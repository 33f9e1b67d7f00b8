//! Hosts, groups and host patterns

use crate::error::{ConvergeError, Result};
use rigging_core::{Value, ValueMap};
use serde::{Deserialize, Serialize};
use serde_json::json;
use std::collections::{BTreeMap, BTreeSet};
use std::path::Path;

/// Group every host belongs to
pub const ALL: &str = "all";

/// A managed machine
#[derive(Debug, Clone, PartialEq, Serialize, Deserialize)]
pub struct Host {
    pub alias: String,

    pub address: String,

    /// Connection parameters: `type` (`ssh` or `local`), `user`, `port`,
    /// `identity_file`
    #[serde(default)]
    pub connection: BTreeMap<String, String>,

    #[serde(default)]
    pub groups: BTreeSet<String>,

    /// Host facts visible to conditions and parameters
    #[serde(default)]
    pub vars: ValueMap,
}

impl Host {
    pub fn new(alias: impl Into<String>, address: impl Into<String>) -> Self {
        Self {
            alias: alias.into(),
            address: address.into(),
            connection: BTreeMap::new(),
            groups: BTreeSet::new(),
            vars: ValueMap::new(),
        }
    }

    pub fn with_group(mut self, group: impl Into<String>) -> Self {
        self.groups.insert(group.into());
        self
    }

    pub fn with_var(mut self, key: impl Into<String>, value: Value) -> Self {
        self.vars.insert(key.into(), value);
        self
    }

    pub fn with_connection(mut self, key: impl Into<String>, value: impl Into<String>) -> Self {
        self.connection.insert(key.into(), value.into());
        self
    }

    pub fn is_local(&self) -> bool {
        self.connection.get("type").map(String::as_str) == Some("local")
    }

    /// `inventory_hostname`-style facts about the host itself
    pub fn facts(&self) -> ValueMap {
        let mut facts = ValueMap::new();
        facts.insert(
            "host".to_string(),
            json!({
                "alias": self.alias,
                "address": self.address,
                "groups": self.groups,
            }),
        );
        facts
    }
}

/// Builds hosts from another engine's outputs, one host per object of a
/// resource type
#[derive(Debug, Clone, PartialEq, Serialize, Deserialize)]
#[serde(deny_unknown_fields)]
pub struct StateSource {
    #[serde(rename = "type")]
    pub resource_type: String,

    /// Attribute holding the address to connect to
    #[serde(default = "default_address_attribute")]
    pub address_attribute: String,

    #[serde(default)]
    pub groups: BTreeSet<String>,

    #[serde(default)]
    pub connection: BTreeMap<String, String>,
}

fn default_address_attribute() -> String {
    "address".to_string()
}

/// Inventory file as written by the user
#[derive(Debug, Clone, Default, Deserialize)]
#[serde(deny_unknown_fields)]
pub struct InventoryDocument {
    #[serde(default)]
    pub hosts: Vec<Host>,

    #[serde(default)]
    pub from_state: Vec<StateSource>,
}

impl InventoryDocument {
    pub fn from_yaml_str(content: &str) -> Result<Self> {
        Ok(serde_yaml::from_str(content)?)
    }

    pub async fn from_file(path: impl AsRef<Path>) -> Result<Self> {
        let path = path.as_ref();
        let content = tokio::fs::read_to_string(path).await?;
        tracing::debug!(path = %path.display(), "Loaded inventory");
        Self::from_yaml_str(&content)
    }

    /// Resolve `from_state` sources with `outputs`, which maps a resource
    /// type to `name → attributes`.
    pub fn into_inventory<F>(self, mut outputs: F) -> Result<Inventory>
    where
        F: FnMut(&str) -> BTreeMap<String, ValueMap>,
    {
        let mut hosts = self.hosts;
        for source in &self.from_state {
            hosts.extend(hosts_from_outputs(source, &outputs(&source.resource_type))?);
        }
        Inventory::new(hosts)
    }
}

/// Turn recorded resource attributes into hosts
pub fn hosts_from_outputs(
    source: &StateSource,
    outputs: &BTreeMap<String, ValueMap>,
) -> Result<Vec<Host>> {
    if outputs.is_empty() {
        tracing::warn!(resource_type = %source.resource_type, "No recorded objects for host source");
    }
    outputs
        .iter()
        .map(|(name, attributes)| {
            let address = attributes
                .get(&source.address_attribute)
                .and_then(Value::as_str)
                .ok_or_else(|| {
                    ConvergeError::validation(format!(
                        "{}.{name} has no string attribute '{}'",
                        source.resource_type, source.address_attribute
                    ))
                })?;
            Ok(Host {
                alias: name.clone(),
                address: address.to_string(),
                connection: source.connection.clone(),
                groups: source.groups.clone(),
                vars: attributes.clone(),
            })
        })
        .collect()
}

/// Validated set of hosts in declaration order
#[derive(Debug, Clone, Default, PartialEq)]
pub struct Inventory {
    hosts: Vec<Host>,
}

impl Inventory {
    pub fn new(hosts: Vec<Host>) -> Result<Self> {
        let mut seen = BTreeSet::new();
        for host in &hosts {
            if host.alias.is_empty() || host.alias.contains(':') {
                return Err(ConvergeError::validation(format!(
                    "invalid host alias '{}'",
                    host.alias
                )));
            }
            if !seen.insert(host.alias.as_str()) {
                return Err(ConvergeError::validation(format!(
                    "duplicate host alias '{}'",
                    host.alias
                )));
            }
        }
        Ok(Self { hosts })
    }

    pub fn hosts(&self) -> &[Host] {
        &self.hosts
    }

    pub fn get(&self, alias: &str) -> Option<&Host> {
        self.hosts.iter().find(|h| h.alias == alias)
    }

    pub fn len(&self) -> usize {
        self.hosts.len()
    }

    pub fn is_empty(&self) -> bool {
        self.hosts.is_empty()
    }

    /// Group names, including the implicit `all`
    pub fn groups(&self) -> BTreeSet<&str> {
        let mut groups: BTreeSet<&str> = self
            .hosts
            .iter()
            .flat_map(|h| h.groups.iter().map(String::as_str))
            .collect();
        groups.insert(ALL);
        groups
    }

    /// Hosts matched by a pattern: `all`, a group, an alias, or a `:`
    /// separated union of those. Results keep inventory order.
    pub fn select(&self, pattern: &str) -> Result<Vec<&Host>> {
        let mut wanted = BTreeSet::new();
        for part in pattern.split(':').map(str::trim) {
            if part.is_empty() {
                return Err(ConvergeError::validation(format!(
                    "empty term in host pattern '{pattern}'"
                )));
            }
            let before = wanted.len();
            let mut known = false;
            for host in &self.hosts {
                if part == ALL || host.alias == part || host.groups.contains(part) {
                    wanted.insert(host.alias.as_str());
                    known = true;
                }
            }
            if !known && !self.groups().contains(part) {
                return Err(ConvergeError::validation(format!(
                    "host pattern '{pattern}' names unknown host or group '{part}'"
                )));
            }
            tracing::trace!(part, added = wanted.len() - before, "Matched host pattern term");
        }
        Ok(self
            .hosts
            .iter()
            .filter(|h| wanted.contains(h.alias.as_str()))
            .collect())
    }
}

#[cfg(test)]
mod tests {
    use super::*;

    fn fleet() -> Inventory {
        Inventory::new(vec![
            Host::new("web-1", "10.0.0.1").with_group("web"),
            Host::new("web-2", "10.0.0.2").with_group("web"),
            Host::new("db-1", "10.0.1.1").with_group("db"),
        ])
        .unwrap()
    }

    fn aliases(hosts: Vec<&Host>) -> Vec<&str> {
        hosts.into_iter().map(|h| h.alias.as_str()).collect()
    }

    #[test]
    fn test_select_patterns() {
        let inv = fleet();
        assert_eq!(aliases(inv.select("all").unwrap()), ["web-1", "web-2", "db-1"]);
        assert_eq!(aliases(inv.select("web").unwrap()), ["web-1", "web-2"]);
        assert_eq!(aliases(inv.select("db-1").unwrap()), ["db-1"]);
        assert_eq!(aliases(inv.select("db:web-2").unwrap()), ["web-2", "db-1"]);
        assert_eq!(aliases(inv.select("web:web-1").unwrap()), ["web-1", "web-2"]);
    }

    #[test]
    fn test_select_unknown_term() {
        let err = fleet().select("web:cache").unwrap_err();
        assert!(err.to_string().contains("'cache'"));
        assert!(fleet().select("web::db").is_err());
    }

    #[test]
    fn test_duplicate_alias() {
        let err = Inventory::new(vec![Host::new("a", "1"), Host::new("a", "2")]).unwrap_err();
        assert!(err.to_string().contains("duplicate host alias"));
    }

    #[test]
    fn test_document_with_state_source() {
        let doc = InventoryDocument::from_yaml_str(
            r#"
hosts:
  - alias: bastion
    address: 203.0.113.10
    groups: [edge]
    connection: { type: ssh, user: admin }
from_state:
  - type: instance
    address_attribute: public_ip
    groups: [web]
"#,
        )
        .unwrap();

        let inv = doc
            .into_inventory(|resource_type| {
                assert_eq!(resource_type, "instance");
                let mut outputs = BTreeMap::new();
                let mut attrs = ValueMap::new();
                attrs.insert("public_ip".into(), json!("198.51.100.7"));
                attrs.insert("size".into(), json!("small"));
                outputs.insert("web-1".to_string(), attrs);
                outputs
            })
            .unwrap();

        assert_eq!(inv.len(), 2);
        let web = inv.get("web-1").unwrap();
        assert_eq!(web.address, "198.51.100.7");
        assert_eq!(web.vars["size"], json!("small"));
        assert_eq!(aliases(inv.select("web").unwrap()), ["web-1"]);
        assert_eq!(inv.get("bastion").unwrap().connection["user"], "admin");
    }

    #[test]
    fn test_state_source_missing_address() {
        let source = StateSource {
            resource_type: "instance".into(),
            address_attribute: "public_ip".into(),
            groups: BTreeSet::new(),
            connection: BTreeMap::new(),
        };
        let mut outputs = BTreeMap::new();
        outputs.insert("web-1".to_string(), ValueMap::new());
        let err = hosts_from_outputs(&source, &outputs).unwrap_err();
        assert!(err.to_string().contains("instance.web-1"));
    }
}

_ _ _ _ _

Assignment
Which lines in the records above contain the word "struct"? Return each of them.

Result of the task
pub struct Host {
pub struct StateSource {
pub struct InventoryDocument {
pub struct Inventory {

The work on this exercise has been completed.